◆ Required action ◆
Using the records provided below, locate and copy each line that contains the word "NaiveTime".
Data for this exercise below:
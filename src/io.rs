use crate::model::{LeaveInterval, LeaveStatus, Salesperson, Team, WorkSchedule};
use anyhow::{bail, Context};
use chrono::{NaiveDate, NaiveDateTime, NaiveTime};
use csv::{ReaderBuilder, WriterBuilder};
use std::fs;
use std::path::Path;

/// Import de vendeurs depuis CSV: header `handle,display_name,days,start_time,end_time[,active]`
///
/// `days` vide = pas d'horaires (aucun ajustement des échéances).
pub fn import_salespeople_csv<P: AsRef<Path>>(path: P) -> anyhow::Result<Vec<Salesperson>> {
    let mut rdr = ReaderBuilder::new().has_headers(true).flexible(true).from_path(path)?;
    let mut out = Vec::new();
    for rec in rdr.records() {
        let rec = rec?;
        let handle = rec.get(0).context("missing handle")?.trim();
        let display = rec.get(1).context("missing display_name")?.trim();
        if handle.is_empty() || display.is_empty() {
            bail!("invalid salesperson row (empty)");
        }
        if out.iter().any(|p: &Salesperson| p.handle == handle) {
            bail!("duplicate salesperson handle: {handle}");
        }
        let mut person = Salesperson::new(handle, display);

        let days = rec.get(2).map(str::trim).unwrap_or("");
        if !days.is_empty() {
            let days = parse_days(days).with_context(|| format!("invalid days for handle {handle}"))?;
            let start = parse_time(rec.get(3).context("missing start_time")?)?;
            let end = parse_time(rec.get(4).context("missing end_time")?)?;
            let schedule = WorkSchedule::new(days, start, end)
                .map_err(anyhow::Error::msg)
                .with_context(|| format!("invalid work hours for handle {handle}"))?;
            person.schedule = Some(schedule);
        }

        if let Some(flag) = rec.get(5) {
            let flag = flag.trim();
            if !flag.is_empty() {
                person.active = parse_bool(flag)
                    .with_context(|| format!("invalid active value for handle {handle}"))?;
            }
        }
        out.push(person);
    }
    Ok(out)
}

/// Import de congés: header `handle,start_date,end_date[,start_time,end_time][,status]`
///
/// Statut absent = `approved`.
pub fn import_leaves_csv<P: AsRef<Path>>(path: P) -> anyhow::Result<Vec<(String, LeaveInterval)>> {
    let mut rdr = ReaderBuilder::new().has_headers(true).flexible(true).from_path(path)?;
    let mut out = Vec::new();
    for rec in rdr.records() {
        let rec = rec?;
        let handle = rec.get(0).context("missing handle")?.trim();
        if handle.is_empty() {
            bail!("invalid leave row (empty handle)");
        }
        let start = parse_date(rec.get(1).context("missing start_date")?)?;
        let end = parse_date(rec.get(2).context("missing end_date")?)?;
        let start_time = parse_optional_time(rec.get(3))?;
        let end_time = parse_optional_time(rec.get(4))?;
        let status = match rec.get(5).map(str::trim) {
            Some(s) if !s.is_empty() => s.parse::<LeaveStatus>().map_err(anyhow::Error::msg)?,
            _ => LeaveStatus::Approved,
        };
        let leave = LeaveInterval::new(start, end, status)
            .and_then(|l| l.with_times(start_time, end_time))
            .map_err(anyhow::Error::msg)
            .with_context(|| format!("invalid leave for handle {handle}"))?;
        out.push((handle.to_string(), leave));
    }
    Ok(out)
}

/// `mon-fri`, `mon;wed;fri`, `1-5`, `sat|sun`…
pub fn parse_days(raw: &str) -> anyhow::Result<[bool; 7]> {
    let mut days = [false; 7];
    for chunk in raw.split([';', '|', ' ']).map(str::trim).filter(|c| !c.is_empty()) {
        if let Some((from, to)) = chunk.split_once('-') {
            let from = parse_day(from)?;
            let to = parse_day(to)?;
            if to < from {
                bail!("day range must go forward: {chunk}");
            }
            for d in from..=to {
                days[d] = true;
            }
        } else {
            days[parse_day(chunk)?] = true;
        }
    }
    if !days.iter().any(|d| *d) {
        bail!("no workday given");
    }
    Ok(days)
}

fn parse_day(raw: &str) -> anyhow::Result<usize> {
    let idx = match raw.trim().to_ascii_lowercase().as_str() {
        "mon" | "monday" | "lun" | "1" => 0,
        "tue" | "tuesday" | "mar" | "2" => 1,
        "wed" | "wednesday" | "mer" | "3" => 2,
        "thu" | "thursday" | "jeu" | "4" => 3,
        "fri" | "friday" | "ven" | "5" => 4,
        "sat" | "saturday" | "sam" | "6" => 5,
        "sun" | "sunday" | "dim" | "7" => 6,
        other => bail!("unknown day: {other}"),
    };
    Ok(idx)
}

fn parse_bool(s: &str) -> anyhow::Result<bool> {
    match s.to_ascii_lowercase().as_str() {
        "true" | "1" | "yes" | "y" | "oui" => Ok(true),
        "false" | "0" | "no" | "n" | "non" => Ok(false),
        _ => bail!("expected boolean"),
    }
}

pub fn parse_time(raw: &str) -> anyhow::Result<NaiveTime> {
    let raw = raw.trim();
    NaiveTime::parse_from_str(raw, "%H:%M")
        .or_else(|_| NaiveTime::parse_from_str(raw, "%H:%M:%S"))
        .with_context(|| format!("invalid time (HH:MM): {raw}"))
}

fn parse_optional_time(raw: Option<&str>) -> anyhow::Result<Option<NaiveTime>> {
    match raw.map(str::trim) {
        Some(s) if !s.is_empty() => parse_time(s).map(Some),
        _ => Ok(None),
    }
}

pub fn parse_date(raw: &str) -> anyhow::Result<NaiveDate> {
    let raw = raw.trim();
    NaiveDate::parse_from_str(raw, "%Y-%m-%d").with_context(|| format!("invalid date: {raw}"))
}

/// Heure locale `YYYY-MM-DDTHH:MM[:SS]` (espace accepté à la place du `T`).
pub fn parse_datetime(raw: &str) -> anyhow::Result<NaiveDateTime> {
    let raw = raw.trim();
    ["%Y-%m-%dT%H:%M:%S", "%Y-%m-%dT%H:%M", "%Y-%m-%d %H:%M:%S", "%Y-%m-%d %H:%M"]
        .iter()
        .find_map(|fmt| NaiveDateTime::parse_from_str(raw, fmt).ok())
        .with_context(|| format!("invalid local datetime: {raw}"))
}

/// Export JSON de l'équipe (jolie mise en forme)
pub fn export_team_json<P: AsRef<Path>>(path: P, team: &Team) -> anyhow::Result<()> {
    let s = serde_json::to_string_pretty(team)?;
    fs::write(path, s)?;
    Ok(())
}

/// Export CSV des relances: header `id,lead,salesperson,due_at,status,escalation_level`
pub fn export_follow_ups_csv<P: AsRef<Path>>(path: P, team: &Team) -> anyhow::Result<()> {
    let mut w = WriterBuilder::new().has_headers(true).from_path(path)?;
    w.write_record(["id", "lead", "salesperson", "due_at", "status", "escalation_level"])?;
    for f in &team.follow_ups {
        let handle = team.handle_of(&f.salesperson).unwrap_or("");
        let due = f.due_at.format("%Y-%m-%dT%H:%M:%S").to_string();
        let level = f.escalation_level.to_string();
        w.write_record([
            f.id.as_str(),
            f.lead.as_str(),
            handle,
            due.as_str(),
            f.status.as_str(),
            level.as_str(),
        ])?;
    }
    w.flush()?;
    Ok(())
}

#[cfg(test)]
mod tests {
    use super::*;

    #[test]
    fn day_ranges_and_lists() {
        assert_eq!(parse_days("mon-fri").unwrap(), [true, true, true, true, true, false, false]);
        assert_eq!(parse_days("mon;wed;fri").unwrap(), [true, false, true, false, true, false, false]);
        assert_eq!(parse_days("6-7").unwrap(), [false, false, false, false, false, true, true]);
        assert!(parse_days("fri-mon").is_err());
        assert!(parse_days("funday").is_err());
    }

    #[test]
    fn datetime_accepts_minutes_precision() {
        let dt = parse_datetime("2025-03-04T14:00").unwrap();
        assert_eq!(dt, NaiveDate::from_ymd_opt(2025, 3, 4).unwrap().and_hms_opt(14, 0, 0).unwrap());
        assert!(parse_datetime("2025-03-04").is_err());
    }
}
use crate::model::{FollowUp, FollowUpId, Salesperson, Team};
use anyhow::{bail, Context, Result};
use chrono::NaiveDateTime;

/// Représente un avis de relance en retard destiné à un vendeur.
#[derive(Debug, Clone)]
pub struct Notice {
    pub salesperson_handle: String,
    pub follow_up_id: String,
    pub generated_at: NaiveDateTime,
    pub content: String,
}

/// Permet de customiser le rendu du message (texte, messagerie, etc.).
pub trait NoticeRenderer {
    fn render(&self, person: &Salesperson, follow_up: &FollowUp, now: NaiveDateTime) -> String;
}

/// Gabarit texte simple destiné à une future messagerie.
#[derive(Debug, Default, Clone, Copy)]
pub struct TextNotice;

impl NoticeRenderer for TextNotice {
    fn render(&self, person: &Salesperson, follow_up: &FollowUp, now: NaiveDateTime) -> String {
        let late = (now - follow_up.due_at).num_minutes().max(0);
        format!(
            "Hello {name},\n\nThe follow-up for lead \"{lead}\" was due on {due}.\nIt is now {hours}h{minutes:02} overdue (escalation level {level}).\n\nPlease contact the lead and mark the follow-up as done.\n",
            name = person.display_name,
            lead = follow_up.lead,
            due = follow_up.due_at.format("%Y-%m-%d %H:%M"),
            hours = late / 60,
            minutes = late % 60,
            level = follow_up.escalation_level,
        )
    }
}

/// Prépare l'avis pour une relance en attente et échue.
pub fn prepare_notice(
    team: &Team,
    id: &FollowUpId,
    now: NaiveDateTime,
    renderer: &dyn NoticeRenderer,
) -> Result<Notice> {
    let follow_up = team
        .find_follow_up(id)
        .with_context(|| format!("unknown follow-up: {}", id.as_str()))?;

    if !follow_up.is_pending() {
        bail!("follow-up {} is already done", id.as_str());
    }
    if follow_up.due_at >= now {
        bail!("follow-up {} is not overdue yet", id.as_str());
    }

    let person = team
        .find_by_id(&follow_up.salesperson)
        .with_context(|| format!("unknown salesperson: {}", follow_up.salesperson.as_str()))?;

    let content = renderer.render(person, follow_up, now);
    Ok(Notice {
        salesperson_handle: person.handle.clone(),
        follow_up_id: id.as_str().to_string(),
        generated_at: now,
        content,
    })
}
End of Data for this exercise.
◆ Result of the exercise ◆
use chrono::{NaiveDate, NaiveDateTime, NaiveTime};
pub fn parse_time(raw: &str) -> anyhow::Result<NaiveTime> {
    NaiveTime::parse_from_str(raw, "%H:%M")
        .or_else(|_| NaiveTime::parse_from_str(raw, "%H:%M:%S"))
fn parse_optional_time(raw: Option<&str>) -> anyhow::Result<Option<NaiveTime>> {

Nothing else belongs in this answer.